Sulfuric acid and an excess of sodium iodide solution were added to a solution of sodium dichromate weighing 250 g.

Sulfuric acid and an excess of sodium iodide solution were added to a solution of sodium dichromate weighing 250 g. In this case, iodine with a mass of 15.24 g was formed. Calculate the mass fraction of sodium dichromate in the original solution.
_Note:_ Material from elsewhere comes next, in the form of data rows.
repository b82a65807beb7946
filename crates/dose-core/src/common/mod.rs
pub mod config;
pub mod constants;
//! Beam and voxel coordinate systems.
//!
//! World axes follow the voxel axes. Gantry 0 points the beam along +y, the
//! gantry turns in the x-y plane and the couch turns the gantry plane about y.

pub mod ray;

pub use ray::{RayDepths, RayTracer};

use crate::domain::{BeamSpec, VolumeGrid};

pub type Vec3 = [f64; 3];

pub fn add(lhs: Vec3, rhs: Vec3) -> Vec3 {
    [lhs[0] + rhs[0], lhs[1] + rhs[1], lhs[2] + rhs[2]]
}

pub fn sub(lhs: Vec3, rhs: Vec3) -> Vec3 {
    [lhs[0] - rhs[0], lhs[1] - rhs[1], lhs[2] - rhs[2]]
}

pub fn scale(vector: Vec3, factor: f64) -> Vec3 {
    [vector[0] * factor, vector[1] * factor, vector[2] * factor]
}

pub fn dot(lhs: Vec3, rhs: Vec3) -> f64 {
    lhs[0] * rhs[0] + lhs[1] * rhs[1] + lhs[2] * rhs[2]
}

pub fn cross(lhs: Vec3, rhs: Vec3) -> Vec3 {
    [
        lhs[1] * rhs[2] - lhs[2] * rhs[1],
        lhs[2] * rhs[0] - lhs[0] * rhs[2],
        lhs[0] * rhs[1] - lhs[1] * rhs[0],
    ]
}

pub fn norm(vector: Vec3) -> f64 {
    dot(vector, vector).sqrt()
}

pub fn normalize(vector: Vec3) -> Option<Vec3> {
    let length = norm(vector);
    (length > 0.0 && length.is_finite()).then(|| scale(vector, 1.0 / length))
}

/// Unit beam axis from source towards isocenter.
pub fn beam_direction(gantry_deg: f64, couch_deg: f64) -> Vec3 {
    let (gantry_sin, gantry_cos) = gantry_deg.to_radians().sin_cos();
    let (couch_sin, couch_cos) = couch_deg.to_radians().sin_cos();
    [gantry_sin * couch_cos, gantry_cos, gantry_sin * couch_sin]
}

pub fn source_position(isocenter: Vec3, sad_mm: f64, direction: Vec3) -> Vec3 {
    sub(isocenter, scale(direction, sad_mm))
}

/// Signed depth of `point` along `direction` from `source`, and the distance
/// from the axis.
pub fn project(point: Vec3, source: Vec3, direction: Vec3) -> (f64, f64) {
    let relative = sub(point, source);
    let depth = dot(relative, direction);
    let lateral = norm(sub(relative, scale(direction, depth)));
    (depth, lateral)
}

#[derive(Debug, Clone, Copy, PartialEq)]
pub struct FieldPoint {
    /// Distance from the source along the beam axis.
    pub axial: f64,
    /// Field x / y offsets at the point's own distance.
    pub u: f64,
    pub v: f64,
}

impl FieldPoint {
    /// Offsets scaled back to the isocenter plane.
    pub fn at_isocenter_plane(&self, sad_mm: f64) -> (f64, f64) {
        let magnification = sad_mm / self.axial.max(f64::MIN_POSITIVE);
        (self.u * magnification, self.v * magnification)
    }
}

/// Beam eye view: source, axis and the collimator-rotated field axes.
#[derive(Debug, Clone, Copy, PartialEq)]
pub struct BeamFrame {
    pub isocenter: Vec3,
    pub source: Vec3,
    pub direction: Vec3,
    pub u_axis: Vec3,
    pub v_axis: Vec3,
    pub sad_mm: f64,
}

impl BeamFrame {
    pub fn new(beam: &BeamSpec, default_isocenter: Vec3) -> Self {
        let isocenter = beam.isocenter().unwrap_or(default_isocenter);
        let direction = beam_direction(beam.gantry_deg(), beam.couch_deg());
        let (couch_sin, couch_cos) = beam.couch_deg().to_radians().sin_cos();
        let v_base = [-couch_sin, 0.0, couch_cos];
        let u_base = cross(direction, v_base);
        let (collimator_sin, collimator_cos) = beam.collimator_deg().to_radians().sin_cos();
        Self {
            isocenter,
            source: source_position(isocenter, beam.sad_mm(), direction),
            direction,
            u_axis: add(scale(u_base, collimator_cos), scale(v_base, collimator_sin)),
            v_axis: sub(scale(v_base, collimator_cos), scale(u_base, collimator_sin)),
            sad_mm: beam.sad_mm(),
        }
    }

    /// Same frame with source and isocenter moved `offset` mm along the axis.
    pub fn shifted_along_axis(&self, offset: f64) -> Self {
        let shift = scale(self.direction, offset);
        Self {
            isocenter: add(self.isocenter, shift),
            source: add(self.source, shift),
            ..*self
        }
    }

    pub fn field_point(&self, point: Vec3) -> FieldPoint {
        let relative = sub(point, self.source);
        FieldPoint {
            axial: dot(relative, self.direction),
            u: dot(relative, self.u_axis),
            v: dot(relative, self.v_axis),
        }
    }

    /// Point at isocenter-plane field coordinates `(u, v)`.
    pub fn isocenter_plane_point(&self, u: f64, v: f64) -> Vec3 {
        add(
            self.isocenter,
            add(scale(self.u_axis, u), scale(self.v_axis, v)),
        )
    }

    pub fn inverse_square(&self, axial: f64) -> f64 {
        let distance = axial.max(crate::common::constants::EPSILON);
        (self.sad_mm / distance).powi(2)
    }
}

/// Mapping between voxel indices and world millimetres.
#[derive(Debug, Clone, Copy, PartialEq)]
pub struct VoxelFrame {
    pub shape: [usize; 3],
    pub spacing: Vec3,
    pub origin: Vec3,
}

impl VoxelFrame {
    pub fn of(volume: &VolumeGrid) -> Self {
        Self {
            shape: volume.shape(),
            spacing: volume.spacing(),
            origin: volume.origin(),
        }
    }

    pub fn position(&self, index: [usize; 3]) -> Vec3 {
        [
            self.origin[0] + index[0] as f64 * self.spacing[0],
            self.origin[1] + index[1] as f64 * self.spacing[1],
            self.origin[2] + index[2] as f64 * self.spacing[2],
        ]
    }

    /// Continuous voxel coordinates; voxel centres sit on integers.
    pub fn continuous_index(&self, point: Vec3) -> Vec3 {
        [
            (point[0] - self.origin[0]) / self.spacing[0],
            (point[1] - self.origin[1]) / self.spacing[1],
            (point[2] - self.origin[2]) / self.spacing[2],
        ]
    }

    pub fn voxel_containing(&self, point: Vec3) -> Option<[usize; 3]> {
        let continuous = self.continuous_index(point);
        let mut index = [0usize; 3];
        for axis in 0..3 {
            let rounded = (continuous[axis] + 0.5).floor();
            if rounded < 0.0 || rounded >= self.shape[axis] as f64 {
                return None;
            }
            index[axis] = rounded as usize;
        }
        Some(index)
    }

    pub fn geometric_center(&self) -> Vec3 {
        [
            self.origin[0] + 0.5 * (self.shape[0] as f64 - 1.0) * self.spacing[0],
            self.origin[1] + 0.5 * (self.shape[1] as f64 - 1.0) * self.spacing[1],
            self.origin[2] + 0.5 * (self.shape[2] as f64 - 1.0) * self.spacing[2],
        ]
    }

    /// Outer faces of the voxel box.
    pub fn bounds(&self) -> (Vec3, Vec3) {
        let mut lower = [0.0; 3];
        let mut upper = [0.0; 3];
        for axis in 0..3 {
            lower[axis] = self.origin[axis] - 0.5 * self.spacing[axis];
            upper[axis] = self.origin[axis] + (self.shape[axis] as f64 - 0.5) * self.spacing[axis];
        }
        (lower, upper)
    }

    pub fn min_spacing(&self) -> f64 {
        self.spacing.iter().copied().fold(f64::INFINITY, f64::min)
    }

    /// Slab intersection of the ray `start + t * direction` with the box.
    pub fn ray_box(&self, start: Vec3, direction: Vec3) -> Option<(f64, f64)> {
        let (lower, upper) = self.bounds();
        let mut enter = f64::NEG_INFINITY;
        let mut exit = f64::INFINITY;
        for axis in 0..3 {
            if direction[axis].abs() < 1.0e-15 {
                if start[axis] < lower[axis] || start[axis] > upper[axis] {
                    return None;
                }
                continue;
            }
            let t_lower = (lower[axis] - start[axis]) / direction[axis];
            let t_upper = (upper[axis] - start[axis]) / direction[axis];
            enter = enter.max(t_lower.min(t_upper));
            exit = exit.min(t_lower.max(t_upper));
        }
        (enter <= exit).then_some((enter, exit))
    }
}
1. Let’s write down the reaction equation:

Na2Cr2O7 + 6NaI + 7H2SO4 = 3I2 + 4Na2SO4 + Cr2 (SO4) 3 + 7H2O;

2.Calculate the chemical amount of iodine:

n (I2) = m (I2): M (I2) = 15.24: 254 = 0.06 mol;

3. find the amount of sodium dichromate:

n (Na2Cr2O7) = n (I2): 3 = 0.06: 3 = 0.02 mol;

4.calculate the mass of the dichromate:

m (Na2Cr2O7) = n (Na2Cr2O7) * M (Na2Cr2O7);

M (Na2Cr2O7) = 2 * 23 + 2 * 52 + 7 * 16 = 262 g / mol;

m (Na2Cr2O7) = 0.02 * 262 = 5.24 g;

5.determine the mass fraction of Na2Cr2O7 in the initial solution:

w (Na2Cr2O7) = m (Na2Cr2O7): m (solution);

w (Na2Cr2O7) = 5.24: 250 = 0.02096 or 2.096%.

Answer: 2.096%.